Bowles-Eye View · Thomas Bowles · Sunday September 9, 2007


Effective around 11:30 P.M. on a balmy Saturday night at Richmond, the 2007 Chase for the Nextel Cup officially got underway. As soon as the final two participants - Kevin Harvick and Kurt Busch - clinched their spots by crossing the finish line, talk turned from who's going to get into the elusive 12-car field to who's going to win it. No doubt, the Chase formed an important storyline Saturday night - Jimmie Johnson's sixth career victory clinched his spot on top of the playoffs by 20 points over the rest of the field. Behind him in Victory Lane, Dale Earnhardt, Jr. stood sweating by his hauler, exhausted in his own right but forced to answer countless questions from every media outlet under the sun about how a season filled with promise never pulled a playoff punch.

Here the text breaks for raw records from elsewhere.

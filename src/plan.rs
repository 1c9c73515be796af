//! Plan construction.
//!
//! A plan is the diff between the desired-state description and the recorded
//! state, expressed as per-resource actions in dependency order. The built-in
//! stack only ever creates; a resource already recorded is a no-op. Plan
//! construction is entirely offline: the image lookup is resolved at apply
//! time, not here.

use serde::{Deserialize, Serialize};

use crate::error::Result;
use crate::resources::ResourceAddr;
use crate::stack::DesiredState;
use crate::state::StateFile;

/// The action apply would take for one resource.
#[derive(Debug, Clone, PartialEq, Eq, Serialize, Deserialize)]
#[serde(tag = "action", rename_all = "snake_case")]
pub enum Action {
    /// The resource is not recorded and will be created.
    Create {
        /// Resource address.
        addr: ResourceAddr,
    },
    /// The resource is already recorded; nothing to do.
    Noop {
        /// Resource address.
        addr: ResourceAddr,
    },
}

impl Action {
    /// The address this action concerns.
    pub fn addr(&self) -> &ResourceAddr {
        match self {
            Action::Create { addr } | Action::Noop { addr } => addr,
        }
    }
}

/// An ordered set of actions.
#[derive(Debug, Clone, PartialEq, Eq, Serialize, Deserialize)]
pub struct Plan {
    /// Actions in dependency order.
    pub actions: Vec<Action>,
}

impl Plan {
    /// Diffs the desired state against the recorded state.
    pub fn build(desired: &DesiredState, state: &StateFile) -> Result<Self> {
        let order = desired.dependency_graph().execution_order()?;
        let actions = order
            .into_iter()
            .map(|addr| {
                if state.contains(&addr) {
                    Action::Noop { addr }
                } else {
                    Action::Create { addr }
                }
            })
            .collect();
        Ok(Self { actions })
    }

    /// Number of resources the plan would create.
    pub fn to_add(&self) -> usize {
        self.actions
            .iter()
            .filter(|a| matches!(a, Action::Create { .. }))
            .count()
    }

    /// Number of resources left untouched.
    pub fn unchanged(&self) -> usize {
        self.actions.len() - self.to_add()
    }

    /// Whether apply would do nothing.
    pub fn is_empty(&self) -> bool {
        self.to_add() == 0
    }

    /// Create actions in order.
    pub fn creates(&self) -> impl Iterator<Item = &ResourceAddr> {
        self.actions.iter().filter_map(|a| match a {
            Action::Create { addr } => Some(addr),
            Action::Noop { .. } => None,
        })
    }
}
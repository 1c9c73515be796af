//! Graph command.
//!
//! Prints the stack's resources in creation order, with the references each
//! one waits on.

use clap::Parser;

use super::CommandContext;
use crate::error::Result;
use crate::output;

/// Arguments for the graph command.
#[derive(Parser, Debug, Clone)]
pub struct GraphArgs {}

impl GraphArgs {
    /// Execute the graph command.
    pub fn execute(&self, ctx: &CommandContext) -> Result<i32> {
        let stack = ctx.stack()?;
        let graph = stack.desired_state().dependency_graph();
        let order = graph.execution_order()?;

        output::banner("GRAPH");
        for (i, addr) in order.iter().enumerate() {
            let deps = graph.dependencies_of(addr);
            if deps.is_empty() {
                println!("{}. {}", i + 1, addr);
            } else {
                let deps: Vec<String> = deps.iter().map(ToString::to_string).collect();
                println!("{}. {} (after {})", i + 1, addr, deps.join(", "));
            }
        }
        Ok(0)
    }
}
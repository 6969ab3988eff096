//! URL normalization

use url::form_urlencoded;

const PLAYLIST_URL: &str = "https://www.youtube.com/playlist?list=";

/// Rewrite a URL that carries a `list` query parameter into the canonical
/// playlist URL so the engine treats it as a list.
///
/// URLs without a non-empty `list` parameter are returned unchanged. The
/// input is not validated; malformed URLs pass through to the engine.
pub fn normalize_url(raw: &str) -> String {
    match playlist_id(raw) {
        Some(id) => format!("{}{}", PLAYLIST_URL, encode_component(&id)),
        None => raw.to_string(),
    }
}

/// First non-empty `list` value in the query string, if any
pub fn playlist_id(raw: &str) -> Option<String> {
    let query = raw.split_once('?')?.1;
    let query = query.split('#').next().unwrap_or_default();

    form_urlencoded::parse(query.as_bytes())
        .find(|(k, v)| k == "list" && !v.is_empty())
        .map(|(_, v)| v.into_owned())
}

fn encode_component(value: &str) -> String {
    form_urlencoded::byte_serialize(value.as_bytes()).collect()
}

Just like 29 other drivers everyone forgot about.

While Johnson, Junior, and the 11 other drivers who made this year's rendition of the title Chase were busy answering questions long into the night, everyone else in the starting field was left in the precarious position of playing second fiddle. Of course, some of that comes by not putting together a successful enough season to get the attention spurned on by this type of postseason competition - in the NFL, no one talks about a team come playoff time if they went 2-14. But unlike any other sport, when the playoffs go on in NASCAR those 2-14 teams are still showing up each week. All drivers and teams still get the chance to race, and because of that, there are other stories out there that deserve adequate coverage.

Like David Ragan and Johnny Sauter.

In Ragan's case, the rookie literally came out of nowhere in the final 100 laps of the race to score his best career Nextel Cup finish. Qualifying eighth, the rookie stayed out of trouble on a night where it seemed to be around every corner, with twelve cautions claiming over a dozen cars in a series of hard knock wrecks. But Ragan deftly avoided such nonsense, showcasing the growth he's achieved since a Martinsville debut last year in which he wrecked his competition multiple times, drawing the ire of veteran Ken Schrader and half the starting field. In fact, Tony Stewart called Ragan a "dart with no feathers" last year - forming a reputation the youngster's spent all season trying to put behind him. Ironically, it was Stewart's No. 20 car that Ragan was battling in the closing laps for second place, a battle in which he fell just short but still left him on the "podium" for the first time in his Nextel Cup career.

"It was just a good, solid night," Ragan said in his post-race press conference to a room full of people writing hard about Junior's race to the Chase gone sour. "It takes a lot more than just a fast race car to finish well in the NEXTEL Cup races. We got shuffled back to like 20th, and we were able to drive our way back up to the front. Just a lot of fun, and I certainly enjoyed it."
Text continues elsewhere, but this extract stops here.